You are given a perfect binary tree where all leaves are on the same level, and every parent has two children. Each node in this tree contains a next pointer, which should be set to point to its immediate right neighbor at the same level. If there is no right neighbor, the next pointer should be set to null.

The function signature is typically: Node connect(Node root). You must connect all nodes' next pointers accordingly and return the root of the tree.

  • You must use only constant extra space (excluding recursion stack).
  • Do not use additional data structures like queues or lists for level order traversal.
  • Assume the tree is non-empty and perfect (all leaves are at the same level, every parent has two children).

Thought Process

At first glance, the problem looks similar to a level order traversal where you visit nodes level by level. The brute-force solution would be to use a queue to traverse each level and connect the next pointers. However, the requirement to use constant extra space rules out such approaches.

The key insight is that since the tree is perfect, all nodes at a given level have children, and the structure is highly regular. This allows us to traverse the tree level by level using already established next pointers, without needing extra data structures.

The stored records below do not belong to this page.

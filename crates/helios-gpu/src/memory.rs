//! GPU memory management.
//!
//! All residency buffers are allocated host-visible and stay mapped for
//! their whole lifetime: the JIT-compiled shaders address device data
//! through plain pointers, so every buffer must expose one.

use crate::error::{GpuError, Result};
use ash::vk;
use gpu_allocator::vulkan::{
    Allocation, AllocationCreateDesc, AllocationScheme, Allocator, AllocatorCreateDesc,
};
use gpu_allocator::MemoryLocation;
use std::sync::Arc;

/// GPU memory allocator wrapper.
pub struct GpuAllocator {
    allocator: Option<Allocator>,
    device: Arc<ash::Device>,
}

impl GpuAllocator {
    /// Create a new allocator.
    ///
    /// # Safety
    /// The instance, device, and physical device must be valid.
    pub unsafe fn new(
        instance: &ash::Instance,
        device: Arc<ash::Device>,
        physical_device: vk::PhysicalDevice,
    ) -> Result<Self> {
        let allocator = Allocator::new(&AllocatorCreateDesc {
            instance: instance.clone(),
            device: (*device).clone(),
            physical_device,
            debug_settings: gpu_allocator::AllocatorDebugSettings {
                log_memory_information: cfg!(debug_assertions),
                log_leaks_on_shutdown: true,
                store_stack_traces: false,
                log_allocations: false,
                log_frees: false,
                log_stack_traces: false,
            },
            buffer_device_address: false,
            allocation_sizes: Default::default(),
        })
        .map_err(|e| GpuError::AllocationFailed(e.to_string()))?;

        Ok(Self {
            allocator: Some(allocator),
            device,
        })
    }

    /// Allocate a mapped residency buffer of `size` bytes.
    pub fn create_buffer(&mut self, size: u64, name: &str) -> Result<GpuBuffer> {
        let buffer_info = vk::BufferCreateInfo::default()
            .size(size)
            .usage(vk::BufferUsageFlags::STORAGE_BUFFER | vk::BufferUsageFlags::TRANSFER_SRC
                | vk::BufferUsageFlags::TRANSFER_DST)
            .sharing_mode(vk::SharingMode::EXCLUSIVE);

        let buffer = unsafe {
            self.device
                .create_buffer(&buffer_info, None)
                .map_err(GpuError::from)?
        };

        let requirements = unsafe { self.device.get_buffer_memory_requirements(buffer) };

        let allocation = self
            .allocator
            .as_mut()
            .ok_or_else(|| GpuError::InvalidState("Allocator not initialized".to_string()))?
            .allocate(&AllocationCreateDesc {
                name,
                requirements,
                location: MemoryLocation::CpuToGpu,
                linear: true,
                allocation_scheme: AllocationScheme::GpuAllocatorManaged,
            })
            .map_err(|e| GpuError::AllocationFailed(e.to_string()))?;

        unsafe {
            self.device
                .bind_buffer_memory(buffer, allocation.memory(), allocation.offset())
                .map_err(GpuError::from)?;
        }

        let mapped = allocation
            .mapped_ptr()
            .ok_or_else(|| GpuError::AllocationFailed(format!("Buffer '{name}' is not mapped")))?
            .as_ptr()
            .cast::<u8>();

        Ok(GpuBuffer {
            buffer,
            allocation: Some(allocation),
            mapped,
            size,
        })
    }

    /// Free a buffer allocation.
    pub fn free_buffer(&mut self, buffer: &mut GpuBuffer) -> Result<()> {
        if let Some(allocation) = buffer.allocation.take() {
            self.allocator
                .as_mut()
                .ok_or_else(|| GpuError::InvalidState("Allocator not initialized".to_string()))?
                .free(allocation)
                .map_err(|e| GpuError::AllocationFailed(e.to_string()))?;
        }

        unsafe {
            self.device.destroy_buffer(buffer.buffer, None);
        }
        buffer.buffer = vk::Buffer::null();
        buffer.mapped = std::ptr::null_mut();

        Ok(())
    }

    /// Shutdown the allocator, freeing all GPU memory.
    ///
    /// This must be called before the Vulkan device is destroyed.
    /// Any remaining allocations will be freed (and logged as leaks).
    pub fn shutdown(&mut self) {
        if let Some(allocator) = self.allocator.take() {
            drop(allocator);
        }
    }
}

impl Drop for GpuAllocator {
    fn drop(&mut self) {
        self.shutdown();
    }
}

/// A mapped GPU buffer with its allocation.
pub struct GpuBuffer {
    pub buffer: vk::Buffer,
    pub allocation: Option<Allocation>,
    mapped: *mut u8,
    pub size: u64,
}

// The mapped pointer targets host-visible memory owned by the
// allocation; sharing it between threads follows the same rules as any
// other heap buffer.
unsafe impl Send for GpuBuffer {}
unsafe impl Sync for GpuBuffer {}

impl GpuBuffer {
    /// The persistent host pointer into the buffer memory.
    #[must_use]
    pub const fn mapped_ptr(&self) -> *mut u8 {
        self.mapped
    }

    /// Write bytes into the buffer at the given offset.
    pub fn write_bytes(&self, offset: u64, data: &[u8]) -> Result<()> {
        let end = offset
            .checked_add(data.len() as u64)
            .ok_or_else(|| GpuError::InvalidState("Offset overflow".to_string()))?;
        if end > self.size {
            return Err(GpuError::InvalidState(
                "Data range too large for buffer".to_string(),
            ));
        }

        unsafe {
            std::ptr::copy_nonoverlapping(
                data.as_ptr(),
                self.mapped.add(offset as usize),
                data.len(),
            );
        }

        Ok(())
    }
}
//! Plain structs crossing the generated-shader ABI.
//!
//! Everything in here is `#[repr(C)]`; the layout is part of the
//! contract with the compiled shaders and locked by tests.

use bytemuck::{Pod, Zeroable};

/// Per-iteration driver block handed to every shader launch.
///
/// The device zero-initialises it once and overwrites the dynamic
/// fields before each iteration.
#[repr(C)]
#[derive(Debug, Clone, Copy, Default, Pod, Zeroable)]
pub struct DriverSettings {
    /// Device id (0 = host).
    pub device: i32,
    /// Requested CPU thread count (0 = hardware default).
    pub thread_count: i32,
    /// Samples per iteration of the current variant.
    pub spi: i32,
    /// Frame counter (interactive sessions).
    pub frame: i32,
    /// Iteration counter.
    pub iter: i32,
    /// Work width in pixels (or rays in tracer mode).
    pub width: i32,
    /// Work height in pixels (1 in tracer mode).
    pub height: i32,
    /// Base random seed.
    pub seed: i32,
}

/// Effective work geometry and shadow mode, queried by shaders.
#[repr(C)]
#[derive(Debug, Clone, Copy, Default, Pod, Zeroable)]
pub struct WorkInfo {
    pub width: i32,
    pub height: i32,
    pub advanced_shadows: i32,
    pub advanced_shadows_with_materials: i32,
    pub framebuffer_locked: i32,
}

/// Scene-wide counts exposed to shaders.
#[repr(C)]
#[derive(Debug, Clone, Copy, Default, Pod, Zeroable)]
pub struct SceneInfoAbi {
    pub num_entities: i32,
    pub num_materials: i32,
}

/// One ray of the tracer-mode ray list, as laid out on the device.
#[repr(C)]
#[derive(Debug, Clone, Copy, Default, Pod, Zeroable)]
pub struct StreamRay {
    pub org: [f32; 3],
    pub dir: [f32; 3],
    pub tmin: f32,
    pub tmax: f32,
}

/// Dynamic table view handed to shaders.
#[repr(C)]
#[derive(Debug, Clone, Copy)]
pub struct DynTableData {
    pub count: u64,
    pub header: *const helios_scene::LookupEntry,
    pub size: u64,
    pub start: *const u8,
}

impl Default for DynTableData {
    fn default() -> Self {
        Self {
            count: 0,
            header: std::ptr::null(),
            size: 0,
            start: std::ptr::null(),
        }
    }
}

/// Per-thread traversal scratch handed to shaders.
#[repr(C)]
#[derive(Debug, Clone, Copy)]
pub struct TemporaryStorageHost {
    pub ray_begins: *mut i32,
    pub ray_ends: *mut i32,
}

impl Default for TemporaryStorageHost {
    fn default() -> Self {
        Self {
            ray_begins: std::ptr::null_mut(),
            ray_ends: std::ptr::null_mut(),
        }
    }
}

/// Tonemap parameters handed to the tonemap shader.
#[repr(C)]
#[derive(Debug, Clone, Copy, Default, Pod, Zeroable)]
pub struct TonemapParams {
    pub method: i32,
    pub use_gamma: i32,
    pub scale: f32,
    pub exposure_factor: f32,
    pub exposure_offset: f32,
}

/// Imageinfo parameters handed to the imageinfo shader.
#[repr(C)]
#[derive(Debug, Clone, Copy)]
pub struct ImageInfoParams {
    pub scale: f32,
    pub bins: i32,
    pub histogram: *mut i32,
}

impl Default for ImageInfoParams {
    fn default() -> Self {
        Self {
            scale: 1.0,
            bins: 0,
            histogram: std::ptr::null_mut(),
        }
    }
}

/// Aggregates written by the imageinfo shader.
#[repr(C)]
#[derive(Debug, Clone, Copy, Default, Pod, Zeroable)]
pub struct ImageInfoOutputAbi {
    pub min: f32,
    pub max: f32,
    pub avg: f32,
    pub soft_min: f32,
    pub soft_max: f32,
    pub median: f32,
}

/// Column pointers of the primary ray stream.
///
/// The device writes the fixed columns in this exact order followed by
/// the payload base pointer; payload columns are laid out contiguously
/// with the same stride.
#[repr(C)]
#[derive(Debug, Clone, Copy)]
pub struct PrimaryStreamAbi {
    pub id: *mut i32,
    pub org_x: *mut f32,
    pub org_y: *mut f32,
    pub org_z: *mut f32,
    pub dir_x: *mut f32,
    pub dir_y: *mut f32,
    pub dir_z: *mut f32,
    pub tmin: *mut f32,
    pub tmax: *mut f32,
    pub ent_id: *mut i32,
    pub prim_id: *mut i32,
    pub t: *mut f32,
    pub u: *mut f32,
    pub v: *mut f32,
    pub rnd: *mut u32,
    pub mis: *mut f32,
    pub contrib_r: *mut f32,
    pub contrib_g: *mut f32,
    pub contrib_b: *mut f32,
    pub depth: *mut i32,
    pub payload: *mut f32,
}

impl Default for PrimaryStreamAbi {
    fn default() -> Self {
        unsafe { std::mem::zeroed() }
    }
}

/// Column pointers of the secondary (shadow) ray stream.
#[repr(C)]
#[derive(Debug, Clone, Copy)]
pub struct SecondaryStreamAbi {
    pub id: *mut i32,
    pub org_x: *mut f32,
    pub org_y: *mut f32,
    pub org_z: *mut f32,
    pub dir_x: *mut f32,
    pub dir_y: *mut f32,
    pub dir_z: *mut f32,
    pub tmin: *mut f32,
    pub tmax: *mut f32,
    pub mat_id: *mut i32,
    pub color_r: *mut f32,
    pub color_g: *mut f32,
    pub color_b: *mut f32,
    pub payload: *mut f32,
}

impl Default for SecondaryStreamAbi {
    fn default() -> Self {
        unsafe { std::mem::zeroed() }
    }
}

/// Fixed column count of the primary stream, without payload.
pub const MIN_PRIMARY_STREAM_SIZE: usize =
    (std::mem::size_of::<PrimaryStreamAbi>() / std::mem::size_of::<*mut f32>()) - 1;

/// Fixed column count of the secondary stream, without payload.
pub const MIN_SECONDARY_STREAM_SIZE: usize =
    (std::mem::size_of::<SecondaryStreamAbi>() / std::mem::size_of::<*mut f32>()) - 1;

#[cfg(test)]
mod tests {
    use super::*;
    use std::mem::{offset_of, size_of};

    #[test]
    fn driver_settings_layout() {
        assert_eq!(size_of::<DriverSettings>(), 32);
        assert_eq!(offset_of!(DriverSettings, device), 0);
        assert_eq!(offset_of!(DriverSettings, spi), 8);
        assert_eq!(offset_of!(DriverSettings, seed), 28);
    }

    #[test]
    fn stream_minimums_match_column_layout() {
        // 9 ray columns + 11 hit/shading columns
        assert_eq!(MIN_PRIMARY_STREAM_SIZE, 20);
        // 9 ray columns + material id + 3 color columns
        assert_eq!(MIN_SECONDARY_STREAM_SIZE, 13);
    }

    #[test]
    fn dyn_table_data_layout() {
        assert_eq!(offset_of!(DynTableData, count), 0);
        assert_eq!(offset_of!(DynTableData, header), 8);
        assert_eq!(offset_of!(DynTableData, size), 16);
        assert_eq!(offset_of!(DynTableData, start), 24);
        assert_eq!(size_of::<DynTableData>(), 32);
    }

    #[test]
    fn stream_ray_is_32_bytes() {
        assert_eq!(size_of::<StreamRay>(), 32);
    }
}
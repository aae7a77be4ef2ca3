//! The runtime front door.

use std::path::Path;
use std::sync::Arc;

use glam::{Vec3, Vec4};
use helios_core::{
    BoundingBox, CameraOrientation, ImageInfoOutput, ImageInfoSettings, ParameterSet, Ray, Target,
    TonemapSettings,
};
use helios_device::{
    AovAccessor, Denoiser, Device, RenderSettings, SceneSettings, SetupSettings, ShaderSet,
};
use helios_scene::{LoaderOptions, SceneDatabase, SceneLoader, TechniqueInfo, TechniqueVariant};
use helios_stats::Statistics;
use parking_lot::RwLock;
use tracing::{debug, error, info};

use crate::compiler::ScriptCompiler;
use crate::error::{Result, RuntimeError};
use crate::options::RuntimeOptions;
use crate::shader::compile_shader_set;

/// Recommended samples per iteration for a target and film size.
///
/// Measured against a 1000×1000 baseline; scene content is ignored.
fn recommend_spi(target: &Target, width: usize, height: usize, interactive: bool) -> usize {
    let mut spi_f = if target.is_cpu() { 2.0f32 } else { 8.0f32 };
    if interactive {
        spi_f /= 2.0;
    }
    let spi = (spi_f / ((width as f32 / 1000.0) * (height as f32 / 1000.0))).ceil() as usize;
    spi.clamp(1, 64)
}

/// The renderer front door: load → compile → iterate.
pub struct Runtime {
    options: RuntimeOptions,
    loader: Box<dyn SceneLoader>,
    compiler: Box<dyn ScriptCompiler>,
    denoiser: Option<Box<dyn Denoiser>>,

    device: Option<Device>,
    database: Option<Arc<SceneDatabase>>,
    globals: Arc<RwLock<ParameterSet>>,

    samples_per_iteration: usize,
    current_iteration: usize,
    current_sample_count: usize,
    current_frame: usize,

    film_width: usize,
    film_height: usize,

    camera_name: String,
    technique_name: String,
    technique_info: TechniqueInfo,
    initial_camera_orientation: CameraOrientation,
    resource_map: Arc<Vec<String>>,

    variants: Vec<TechniqueVariant>,
    shader_sets: Vec<Arc<ShaderSet>>,
}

We can use the leftmost node of each level to start traversing that level, and then connect the children of each node as we move along the level. This way, we only use a few pointers and no additional memory.

Solution Approach

  • Step 1: Start from the root node. The root is the leftmost node of the first level.
  • Step 2: For each level, use a pointer (head) to traverse nodes horizontally using their already established next pointers.
  • Step 3: For each node at the current level:
    • Connect its left child's next to its right child.
    • If the node has a next (i.e., it's not the last node in the level), connect its right child's next to the left child of the node's next neighbor.
  • Step 4: After finishing one level, move down to the leftmost node of the next level and repeat the process until you reach the leaves.
  • Design Justification: We do not use any extra data structures. The traversal uses only a few pointers, and the perfect binary tree property guarantees that all nodes have both left and right children (except leaves).

Example Walkthrough

Consider the following perfect binary tree: 

        1
      /   \
     2     3
    / \   / \
   4  5  6   7
  • Level 1: Node 1 is the only node. Its next is null.
  • Level 2:
    • Connect 2's next to 3.
    • Connect 3's next to null.
  • Level 3:
    • Connect 4's next to 5.
    • Connect 5's next to 6 (because 5 is the right child of 2, and 2's next is 3, so 5's next is 3's left child).
    • Connect 6's next to 7.
    • Connect 7's next to null.

After running the algorithm, all next pointers are properly set, and you can traverse each level using these pointers.

Time and Space Complexity

  • Brute-force approach:
    • Time Complexity: O(N), where N is the number of nodes (since each node is visited once).
    • Space Complexity: O(N), due to the use of a queue for level order traversal.
  • Optimized approach (used above):
    • Time Complexity: O(N). Each node is visited and its pointers are set once.
    • Space Complexity: O(1). Only a few pointers are used, regardless of the tree size. The recursion stack is not used in this iterative solution.

The optimized approach is both time and space efficient, meeting the problem's constraints.

Summary

By leveraging the perfect binary tree structure, we can connect all next pointers using only constant extra space. The key is to traverse each level using already established next pointers, connecting children as we go. This results in an elegant, efficient solution that avoids extra data structures and meets all problem constraints.